I probably saw about 50 Phish shows from 1991 to 1996. I actually got to meet them. My first wife was really, really into them. We went to see our first show together. She didn’t have a band and obligations, so she would go see more shows than me. She’d see them in Midwestern college towns where you could just hang out with them at a bar beforehand. It was actually [Jon] Fishman that sat in with us.
What was your favorite era of the Dead to recreate? When do you think they were at their best live?
I think it was 1988 to 1990. I’ve heard Bobby agree with me. I think 1973/1974 and 1977/1978 are comparable in different ways. You know, if Jerry hadn’t died and had pulled his health together, I think an album from that era would have been another launch for them. I don’t think it would been another “Touch of Grey” kind of wave, but I think it could have been something nostalgia-tinged. I’m thinking of songs [from that time] like “Lazy River Road,” “Liberty,” and “Days Between.”
When is the first time that you met a member of the Grateful Dead?
I know it’s kind of going out to the periphery, but the first member of the Grateful Dead I met and got to play with was [late Sixties keyboardist] Tom Constanten. And then it was Donna Jean [Godchaux]. Those were both through Dark Star Orchestra. At some point around 2003, I stated playing with [Jerry Garcia Band organist] Melvin Seals. At that point, one of his booking agents was also helping Donna re-launch the Heart of Gold band. He said, “Hey, here’s her number. While you’re down in Alabama playing, give her a call.” I was like, “OK.” [Laughs.] I dialed the number and was like, “Hey, is this Donna Jean Godchaux?”
And then her and her husband David [MacKay] and [son] Zion came down to check us out. That launched a whole bunch of stuff. She sang with us, and her band opened for us for whole stretches of tour. I sat in a bunch with Zion’s project BoomBox.
Then Bob Weir played with you guys at the Fillmore in 2007. Was that the first time a core member of the band played with you guys?
I think that is. I feel like he came and said “Hi” to us at some other show. Then we set up a benefit show and he came out and did two or three songs with us. Then we did another show with him, but it’s all kind of blurring together. There were some 250 shows with Furthur since then.
Playing with him in Dark Star must have been a real thrill.
Absolutely. It felt like we were activating memories that he had set aside for a while, primal memory stuff. He had been doing it differently for a while, but when he played with us, he just fell right into it.

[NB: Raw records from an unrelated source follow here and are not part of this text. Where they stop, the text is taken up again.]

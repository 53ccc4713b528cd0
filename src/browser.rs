//! Browser-backed implementations of the collaborator traits.

use std::rc::Rc;
use std::time::Duration;

use leptos::prelude::set_timeout_with_handle;
use serde_json::Value;
use tracing::{debug, warn};
use wasm_bindgen::{JsCast, JsValue};
use wasm_bindgen_futures::JsFuture;
use web_sys::{Headers, Request, RequestCredentials, RequestInit, Response};

use crate::error::ApiError;
use crate::services::{FileLike, Method, Navigator, RequestClient, Scheduler, TaskHandle};

impl FileLike for web_sys::File {
    fn name(&self) -> String {
        web_sys::File::name(self)
    }

    fn size(&self) -> u64 {
        web_sys::Blob::size(self) as u64
    }
}

fn js_error(e: JsValue) -> ApiError {
    ApiError::Network(e.as_string().unwrap_or_else(|| format!("{:?}", e)))
}

/// `window.fetch` with cookies attached to every backend call.
pub struct FetchClient {
    api_base: String,
}

impl FetchClient {
    pub fn new(api_base: &str) -> Self {
        Self {
            api_base: api_base.trim_end_matches('/').to_string(),
        }
    }

    async fn fetch(&self, url: &str, init: &RequestInit) -> Result<Response, ApiError> {
        let window = web_sys::window().ok_or_else(|| ApiError::Network("no window".into()))?;
        let request = Request::new_with_str_and_init(url, init).map_err(js_error)?;
        let value = JsFuture::from(window.fetch_with_request(&request))
            .await
            .map_err(js_error)?;
        value
            .dyn_into::<Response>()
            .map_err(|_| ApiError::Network("fetch did not return a Response".into()))
    }

    async fn read_text(response: &Response) -> Result<String, ApiError> {
        let text = JsFuture::from(response.text().map_err(js_error)?)
            .await
            .map_err(js_error)?;
        Ok(text.as_string().unwrap_or_default())
    }
}

impl RequestClient for FetchClient {
    type File = web_sys::File;

    async fn send(&self, method: Method, path: &str, body: Option<Value>) -> Result<Value, ApiError> {
        let url = format!("{}{}", self.api_base, path);
        debug!("{} {}", method.as_str(), url);

        let init = RequestInit::new();
        init.set_method(method.as_str());
        init.set_credentials(RequestCredentials::Include);
        if let Some(body) = body {
            let headers = Headers::new().map_err(js_error)?;
            headers
                .set("Content-Type", "application/json")
                .map_err(js_error)?;
            init.set_headers(&headers);
            init.set_body(&JsValue::from_str(&serde_json::to_string(&body)?));
        }

        let response = self.fetch(&url, &init).await?;
        let text = Self::read_text(&response).await?;
        if !response.ok() {
            return Err(ApiError::from_response(response.status(), &text));
        }
        if text.trim().is_empty() {
            return Ok(Value::Null);
        }
        Ok(serde_json::from_str(&text)?)
    }

    async fn put_file(&self, url: &str, file: &web_sys::File) -> Result<(), ApiError> {
        debug!("PUT {} ({} bytes)", url, FileLike::size(file));

        let init = RequestInit::new();
        init.set_method(Method::Put.as_str());
        let content_type = file.type_();
        if !content_type.is_empty() {
            let headers = Headers::new().map_err(js_error)?;
            headers.set("Content-Type", &content_type).map_err(js_error)?;
            init.set_headers(&headers);
        }
        init.set_body(file);

        let response = self.fetch(url, &init).await?;
        if response.ok() {
            Ok(())
        } else {
            let text = Self::read_text(&response).await.unwrap_or_default();
            Err(ApiError::from_response(response.status(), &text))
        }
    }
}

/// In-app navigation through the router; full-page loads through `location`.
pub struct BrowserNavigator {
    navigate: Rc<dyn Fn(&str)>,
}

impl BrowserNavigator {
    pub fn new(navigate: impl Fn(&str) + 'static) -> Self {
        Self {
            navigate: Rc::new(navigate),
        }
    }
}

impl Navigator for BrowserNavigator {
    fn navigate(&self, path: &str) {
        (self.navigate)(path);
    }

    fn redirect(&self, url: &str) {
        let Some(window) = web_sys::window() else {
            warn!("No window to redirect to {}", url);
            return;
        };
        if let Err(e) = window.location().set_href(url) {
            warn!("Redirect to {} failed: {:?}", url, e);
        }
    }
}

pub struct TimeoutScheduler;

impl Scheduler for TimeoutScheduler {
    fn schedule(&self, delay: Duration, task: Box<dyn FnOnce()>) -> TaskHandle {
        match set_timeout_with_handle(task, delay) {
            Ok(handle) => TaskHandle::new(move || handle.clear()),
            Err(e) => {
                warn!("Failed to schedule task: {:?}", e);
                TaskHandle::detached()
            }
        }
    }
}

It was generous of him to embrace you guys. Some artists don’t like their own tribute bands. They see them as competition.
It’s not like we were doing the standard tribute band approach. It wasn’t like we tried to dress like them. I stayed away from having similar guitars. I did put pick-ups that Jerry used in the speakers, but it wasn’t like I went out of my way to put on any weight or anything. I didn’t have a fake beard or anything silly like that. But some things happen naturally, like using body language cues to make changes happen in songs.
Your guitar style and singing style is similar to Jerry’s in many ways.
Yeah. Before I even saw the Grateful Dead for the first time, I had some basic skills in emulating guitar tones. Most of that is actually not equipment. It’s right-hand picking technique and knowing what pickup to use. But I saw enough of Garcia that his playing style was pretty deep in me. It’s pretty easy to let it out, and let it be the dominant muse for the whole night.
How did Furthur first come together?
I can’t really speak to what was going on in Bob and Phil’s world at that point. Basically, they had decided they wanted to start a new thing together in the spring of 2009. I got an e-mail that I actually rescued out of my spam folder from Bob’s manager. I didn’t know it was Bob’s manager. His phone number had so many zeros in it that I was sure I was being pranked [laughs].
I wrote to [keyboardist] Rob Barraco and went, “Who is Matt Busch?” He goes, “Bob’s manager. Why are you asking?” I went, “Oops. Cat’s out of the bag, I guess.” This was in June of 2009. I replied to the e-mail and said, “Yes.” Next thing I know, I’m being contacted by [production manager] Robbie Taylor to make arrangements for equipment to be there, and making arrangements with Phil’s manager to get flights.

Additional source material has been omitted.